VALENCIA. — El imaginario colectivo valenciano suele desplazar su mirada hacia el este, hacia el salitre y las redes de pesca, cuando se habla de la Pasión. Sin embargo, este 2026, la ciudad se encarga de recordar que el sentimiento religioso no es patrimonio exclusivo de las arenas del Cabañal o el Grao. Bajo el lema de una fe que desborda los barrios marineros, el centro histórico de la capital se prepara para una de sus citas más solemnes y multitudinarias: el Vía Crucis por Ciutat Vella.
El próximo viernes 27 de marzo, el corazón de la urbe se transformará en un escenario de recogimiento y silencio. Organizado por el Foro de Laicos de la archidiócesis de Valencia en colaboración con la Vicaría de Evangelización, este acto procesional promete ser un contrapunto de sobriedad frente a la vistosidad de los trajes de época y los desfiles de la Semana Santa Marinera.
Una cita con la historia y la devoción
La jornada comenzará a las 21:00 horas en la emblemática Plaza de la Virgen, un espacio que ha servido de epicentro espiritual para los valencianos durante siglos. Desde allí, la comitiva iniciará su recorrido habitual por las laberínticas y cargadas de historia calles del casco antiguo, para culminar en la Plaza del Arzobispo.
El acto contará con una presidencia de excepción: el Arzobispo de Valencia, Mons. Enrique Benavent. Su participación no es solo un gesto jerárquico, sino una llamada a la unidad de la Iglesia local en un momento de renovación espiritual. Para el arzobispo, caminar al lado de la Cruz en el entorno urbano de la «ciutat» representa una oportunidad para que el testimonio cristiano no quede confinado a los muros de los templos, sino que salga al encuentro del ciudadano y del visitante.
El tributo a los mártires valencianos
Si algo distingue a esta edición de 2026 es su profunda carga simbólica. Este año, el Vía Crucis estará dedicado de manera especial a recordar a los mártires valencianos de la persecución religiosa. Personas que, según la organización, son «testigos de fidelidad a Cristo que, en medio de la prueba, mantuvieron viva su fe hasta la entrega de su propia vida».
Eva Crespo, presidenta del Foro de Laicos, ha subrayado la importancia de este enfoque en el contexto actual:
«Su ejemplo nos anima a vivir con coherencia y esperanza nuestro camino cristiano. Es un momento de oración y reflexión que nos invita a renovar nuestro compromiso con el Evangelio y a dar testimonio público de nuestra fe».
Este homenaje busca conectar el sacrificio histórico de los mártires con los desafíos de la sociedad contemporánea, proponiendo un modelo de vida basado en la entrega y la resiliencia.
Un mapa de la fe que se expande
A menudo, la etiqueta de «Interés Turístico Nacional» que ostenta la Semana Santa Marinera eclipsa otros actos de igual calado espiritual en el resto de la ciudad.

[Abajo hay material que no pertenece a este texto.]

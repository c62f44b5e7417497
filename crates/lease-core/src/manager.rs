use std::collections::HashSet;
use std::sync::Arc;
use std::time::Duration as StdDuration;

use chrono::Utc;
use metrics::counter;
use rand::Rng;
use tokio::time::sleep;

use crate::admission::{AdmissionController, AdmitRequest};
use crate::error::LeaseError;
use crate::models::Lease;
use crate::traits::{ContainerSpec, LeaseStore, PortRegistry, RuntimeAdapter};

/// Parameters the Lease Manager needs beyond its collaborators. Kept
/// separate from any configuration-loading crate so this crate has no
/// dependency on how settings are sourced.
#[derive(Debug, Clone)]
pub struct ManagerConfig {
    pub compose_project_name: String,
    pub image: String,
    pub flag: String,
    pub port_in_container: u16,
    pub network_name: String,
    pub leave_time: chrono::Duration,
    pub add_time: chrono::Duration,
    pub port_allocation_max_attempts: u32,
    pub memory_limit_bytes: u64,
    pub memory_swap_limit_bytes: u64,
    pub cpu_period: i64,
    pub cpu_quota: i64,
    pub pids_limit: i64,
    pub read_only_rootfs: bool,
    pub no_new_privileges: bool,
    pub cap_drop: Vec<String>,
    pub cap_add: Vec<String>,
    pub tmpfs: Option<(String, String)>,
    pub maintenance_batch_size: usize,
    pub stale_port_max_age: chrono::Duration,
    pub shutdown_deadline: chrono::Duration,
}

pub struct DeployOutcome {
    pub lease: Lease,
}

pub struct ExtendOutcome {
    pub new_expiration: chrono::DateTime<Utc>,
}

/// Orchestrator: composes the Port Registry, Lease Store, Runtime Adapter
/// and Admission Controller into the user-visible create/extend/stop/
/// restart operations, plus the two background sweeps.
pub struct LeaseManager {
    ports: Arc<dyn PortRegistry>,
    store: Arc<dyn LeaseStore>,
    runtime: Arc<dyn RuntimeAdapter>,
    admission: Arc<AdmissionController>,
    config: ManagerConfig,
}

impl LeaseManager {
    pub fn new(
        ports: Arc<dyn PortRegistry>,
        store: Arc<dyn LeaseStore>,
        runtime: Arc<dyn RuntimeAdapter>,
        admission: Arc<AdmissionController>,
        config: ManagerConfig,
    ) -> Self {
        Self {
            ports,
            store,
            runtime,
            admission,
            config,
        }
    }

    fn container_name(&self, owner: &str) -> String {
        let safe_owner = owner.replace('-', "_");
        let ts = Utc::now().timestamp();
        let suffix = random_suffix(4);
        format!(
            "{}_session_{}_{}_{}",
            self.config.compose_project_name, safe_owner, ts, suffix
        )
    }

    /// §4.E.1 Create.
    pub async fn create(
        &self,
        owner: &str,
        client_addr: &str,
        captcha_id: Option<&str>,
        captcha_answer: Option<&str>,
    ) -> Result<DeployOutcome, LeaseError> {
        self.admission
            .admit(AdmitRequest {
                owner,
                client_addr,
                captcha_id,
                captcha_answer,
            })
            .await?;

        let name = self.container_name(owner);
        let mut blocked: HashSet<u16> = HashSet::new();

        let mut attempt = 0u32;
        let (port, handle) = loop {
            attempt += 1;
            let Some(port) = self.ports.allocate(&name, &blocked).await? else {
                return Err(LeaseError::NoPorts);
            };

            let spec = ContainerSpec {
                image: self.config.image.clone(),
                name: name.clone(),
                host_port: port,
                container_port: self.config.port_in_container,
                env: vec![("FLAG".to_string(), self.config.flag.clone())],
                network_name: self.config.network_name.clone(),
                memory_limit_bytes: self.config.memory_limit_bytes,
                memory_swap_limit_bytes: self.config.memory_swap_limit_bytes,
                cpu_period: self.config.cpu_period,
                cpu_quota: self.config.cpu_quota,
                pids_limit: self.config.pids_limit,
                read_only_rootfs: self.config.read_only_rootfs,
                no_new_privileges: self.config.no_new_privileges,
                cap_drop: self.config.cap_drop.clone(),
                cap_add: self.config.cap_add.clone(),
                tmpfs: self.config.tmpfs.clone(),
                hostname: name.clone(),
            };

            match self.runtime.create_and_start(&spec).await {
                Ok(handle) => break (port, handle),
                Err(LeaseError::RuntimeError { cause }) if is_address_in_use(&cause) => {
                    self.ports.release(port).await?;
                    blocked.insert(port);
                    if attempt >= self.config.port_allocation_max_attempts {
                        return Err(LeaseError::NoPorts);
                    }
                    continue;
                }
                Err(other) => {
                    self.ports.release(port).await?;
                    return Err(other);
                }
            }
        };

        if let Err(err) = self.ports.set_holder(port, &handle.id).await {
            // The orphan sweep's join key must point at the real runtime
            // handle id, never the provisional name `allocate` was called
            // with; if we can't repoint it, don't leave a lease running
            // behind a slot the sweep can never recognize as held.
            let _ = self.runtime.remove(&handle.id).await;
            let _ = self.ports.release(port).await;
            return Err(err);
        }

        self.admission.record_attempt(client_addr).await?;

        let now = Utc::now();
        let lease = Lease {
            id: handle.id.clone(),
            port: port as i32,
            owner: owner.to_string(),
            client_addr: client_addr.to_string(),
            started_at: now,
            expires_at: now + self.config.leave_time,
        };

        if let Err(err) = self.store.insert_lease(&lease).await {
            // Failure-atomicity: the window between create_and_start and
            // insert_lease is the only place a handle can exist without a
            // lease row. Clean up synchronously; the sweep is a backstop,
            // not a substitute.
            let _ = self.runtime.remove(&handle.id).await;
            let _ = self.ports.release(port).await;
            return Err(err);
        }

        counter!("lease_created_total", 1);
        Ok(DeployOutcome { lease })
    }

    /// §4.E.2 Extend. Relative to the existing expiry, not to now.
    pub async fn extend(&self, owner: &str) -> Result<ExtendOutcome, LeaseError> {
        self.admission.authorize_owner(owner).await?;
        let lease = self
            .store
            .get_lease_by_owner(owner)
            .await?
            .ok_or(LeaseError::NotFound)?;
        let new_expiration = lease.expires_at + self.config.add_time;
        self.store.update_expires_at(&lease.id, new_expiration).await?;
        Ok(ExtendOutcome { new_expiration })
    }

    /// §4.E.3 Stop: lookup then destruction sequence.
    pub async fn stop(&self, owner: &str) -> Result<(), LeaseError> {
        self.admission.authorize_owner(owner).await?;
        let lease = self
            .store
            .get_lease_by_owner(owner)
            .await?
            .ok_or(LeaseError::NotFound)?;
        self.destroy(&lease).await
    }

    /// §4.E.3 Restart: runtime restart only, lease row untouched.
    pub async fn restart(&self, owner: &str) -> Result<(), LeaseError> {
        self.admission.authorize_owner(owner).await?;
        let lease = self
            .store
            .get_lease_by_owner(owner)
            .await?
            .ok_or(LeaseError::NotFound)?;
        self.runtime.restart(&lease.id).await
    }

    pub async fn status_for_owner(&self, owner: &str) -> Result<Option<Lease>, LeaseError> {
        self.store.get_lease_by_owner(owner).await
    }

    /// Destruction sequence: remove -> release -> delete. Each step
    /// proceeds even if the previous one failed; idempotent under
    /// concurrent callers racing the sweeper.
    async fn destroy(&self, lease: &Lease) -> Result<(), LeaseError> {
        if let Err(err) = self.runtime.remove(&lease.id).await {
            tracing::warn!(lease_id = %lease.id, error = %err, "runtime removal failed during destroy");
        }
        if let Err(err) = self.ports.release(lease.port as u16).await {
            tracing::warn!(lease_id = %lease.id, error = %err, "port release failed during destroy");
        }
        self.store.delete_lease(&lease.id).await
    }

    /// §4.E.4 Expiration sweep. One pass: scan, batch, destroy, then
    /// release stale port slots. Never called per-lease in a background
    /// task; this is the single batched sweeper.
    pub async fn sweep_once(&self) -> Result<u32, LeaseError> {
        let now = Utc::now();
        let expired = self.store.scan_expired(now).await?;
        let mut reclaimed = 0u32;

        for batch in expired.chunks(self.config.maintenance_batch_size) {
            for lease in batch {
                match self.destroy(lease).await {
                    Ok(()) => {
                        reclaimed += 1;
                        counter!("lease_expired_reclaimed_total", 1);
                    }
                    Err(err) => {
                        tracing::warn!(lease_id = %lease.id, error = %err, "sweep failed to reclaim lease, will retry next pass");
                    }
                }
            }
            if batch.len() == self.config.maintenance_batch_size {
                sleep(StdDuration::from_millis(50)).await;
            }
        }

        let released = self
            .ports
            .sweep_stale(self.config.stale_port_max_age)
            .await?;
        tracing::debug!(reclaimed, released, "expiration sweep completed");
        Ok(reclaimed)
    }

    /// §4.E.5 Graceful shutdown: destroy every lease in the store within
    /// the configured deadline.
    pub async fn shutdown(&self) -> Result<(), LeaseError> {
        let deadline = tokio::time::Instant::now()
            + self
                .config
                .shutdown_deadline
                .to_std()
                .unwrap_or(StdDuration::from_secs(30));

        let all = self.store.scan_all().await?;
        for lease in all {
            if tokio::time::Instant::now() >= deadline {
                tracing::warn!(lease_id = %lease.id, "shutdown deadline exceeded, leaving lease for a future sweep");
                continue;
            }
            if let Err(err) = self.destroy(&lease).await {
                tracing::warn!(lease_id = %lease.id, error = %err, "failed to reclaim lease during shutdown");
            }
        }
        Ok(())
    }
}

fn is_address_in_use(cause: &str) -> bool {
    let lowered = cause.to_ascii_lowercase();
    lowered.contains("address already in use") || lowered.contains("port is already allocated")
}

fn random_suffix(len: usize) -> String {
    const CHARSET: &[u8] = b"abcdefghijklmnopqrstuvwxyz0123456789";
    let mut rng = rand::thread_rng();
    (0..len)
        .map(|_| {
            let idx = rng.gen_range(0..CHARSET.len());
            CHARSET[idx] as char
        })
        .collect()
}

#[cfg(test)]
mod tests {
    use super::*;

    #[test]
    fn detects_address_in_use_variants() {
        assert!(is_address_in_use("Error: address already in use"));
        assert!(is_address_in_use("Bind for 0.0.0.0:9000 failed: port is already allocated"));
        assert!(!is_address_in_use("image not found"));
    }

    #[test]
    fn suffix_has_requested_length() {
        assert_eq!(random_suffix(4).len(), 4);
    }
}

No obstante, la realidad de 2026 muestra una Valencia cuya geografía sagrada está más equilibrada que nunca.
Mientras las hermandades del Marítim ultiman los detalles de sus pasos y vestimentas, en el centro, el Vía Crucis de Ciutat Vella se consolida como una alternativa para quienes buscan una experiencia basada en la liturgia del silencio y la contemplación del patrimonio gótico y barroco bajo la luz de la luna.
| Aspecto | Semana Santa Marinera | Vía Crucis Ciutat Vella |
| Estética | Trajes de época, colorido, bandas de música | Sobriedad, oraciones rezadas, silencio |
| Escenario | Distritos costeros (Cabañal, Grao, Cañamelar) | Casco antiguo (Plaza de la Virgen, Catedral) |
| Protagonismo | Cofradías y hermandades históricas | Foro de Laicos y feligresía de toda la ciudad |
Una invitación al testimonio público
El Vía Crucis del 27 de marzo no es solo un evento para los practicantes habituales. La Vicaría de Evangelización ha hecho hincapié en que se trata de un acto abierto a todos aquellos que deseen reflexionar sobre la condición humana a través de las estaciones de la Cruz. En una Valencia que bulle entre el turismo y la modernidad, detener el tráfico y el ritmo frenético de Ciutat Vella para dejar paso a la oración es, en sí mismo, un acto de resistencia cultural.
Con esta convocatoria, queda claro que la Pasión en Valencia es un poliedro con múltiples caras. La ciudad invita a vivir una semana de contrastes, donde el aroma a mar se funde con la piedra antigua de la Catedral, demostrando que, efectivamente, no solo el Marítim vive la Semana Santa.